Digital Blonde’s experiment - which saw diners use their phones at the table before being asked to put them in a box for the rest of the evening - also discovered that diners showed noticeable levels of anger and anxiety at the thought of not being able to share their evening, while others described feelings of relief and contentment once the phones were put away and felt that they were able to talk more freely.
Psychologist Stephanie Davies, chief executive of Laughology, said that the presence of mobile phones at the table can cause diners stress.
“The presence of mobile phones, particularly when out on a table causes us a constant, low-level emotional stress. The numerous notifications and noises target the reward part of our brains and we’ll check our phones regularly in search of this,” she said.
“So it’s not surprising that people initially felt a high level of stress when asked to give up their phones during the dining experience. However as this low-level stress generated by the presence of a mobile device started to subside, it was fascinating to see that people begun to relax.”
Impact on the industry
Although 70 per cent of diners involved in the experiment said that they did not want to see a mobile phone ban in restaurants, 80 per cent felt that they should put their phones away at the table; guests missed being able to Google relevant conversation points and being able to share their dining experience on Twitter and Instagram.
Researchers found that by removing mobile phones, diners spoke more about the food and its flavours and smells, something they say that they would not normally have done. Every participant agreed that conversation flowed better without phones and the majority said that they felt a deeper connection with each other than they would with phones present.
Karen Fewell, founder of Digital Blonde and Food Market School said that the hospitality industry needs to find a balance.
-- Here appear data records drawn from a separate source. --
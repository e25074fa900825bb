use log::trace;

#[derive(Clone, Default)]
pub struct FlatMemory {
    pub memory: Vec<u8>,
}

impl FlatMemory {
    pub fn new(size: usize) -> Self {
        FlatMemory { memory: vec![0u8; size] }
    }

    pub fn len(&self) -> usize {
        self.memory.len()
    }

    pub fn is_empty(&self) -> bool {
        self.memory.is_empty()
    }

    pub fn read_u8(&self, addr: u32) -> u8 {
        self.memory[addr as usize]
    }

    pub fn read_u16(&self, addr: u32) -> u16 {
        u16::from(self.read_u8(addr + 1)) << 8 | u16::from(self.read_u8(addr))
    }

    pub fn write_u8(&mut self, addr: u32, data: u8) {
        self.memory[addr as usize] = data;
    }

    pub fn write_u16(&mut self, addr: u32, data: u16) {
        self.write_u8(addr, data as u8);
        self.write_u8(addr + 1, (data >> 8) as u8);
    }

    pub fn read(&self, addr: u32, length: usize) -> &[u8] {
        let addr = addr as usize;
        &self.memory[addr..addr+length]
    }

    /// fills `length` bytes starting at `addr` with a repeating little-endian word,
    /// clipped to the end of memory
    pub fn fill_u16(&mut self, addr: u32, data: u16, length: usize) {
        let start = (addr as usize).min(self.memory.len());
        let end = start.saturating_add(length).min(self.memory.len());
        trace!("fill {:06X}..{:06X} with {:04X}", start, end, data);
        let bytes = data.to_le_bytes();
        for (i, b) in self.memory[start..end].iter_mut().enumerate() {
            *b = bytes[i & 1];
        }
    }
}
“For brands, marketers, chefs and hospitality professionals there is a lot to think about. Social media can be great for spreading awareness and interacting with customers, but if it’s desensitising and decreasing a guest’s overall enjoyment, somehow, a balance needs to be struck,” she said.
Sharing can be “damaging”
Peter Lloyd, executive chef at Spice Market, said how images shared online do not portray the dish accurately.
“I do find the photos the public share can be damaging. Low level lighting and phone shadow often mean user photos on Instagram or Tripadvisor do not portray a dish accurately at all. I constantly post my own photos to try and balance this out,” he said.
“At the same time, I recognise social media for the powerful force that it is, in other overseas parts of our business they actually try and encourage diners to take better photos of their food, with competitions and prizes for the best photographs.”
“Time and a place” for social media
Current National Chef of the Year, Russell Bateman, said that he isn’t sure whether or not social media use has had a direct effect on the industry.
“The Digital Blonde debate was both thought provoking and a real eye-opener, it is very hard to judge whether social media has directly affected our business. I know social media is now an accepted tool for communication across all age ranges and depending on the company and experience almost a necessity in some circles,” he said.
“However, the evening following the panel debate I dined at a very nice restaurant, with nine other gentlemen. Not once during the whole meal was there a phone on the table. The only time a phone was seen was to check the time because of transport organisation. It goes to show that not all people want to use social media all the time. Like everything there is a time and place for its use.”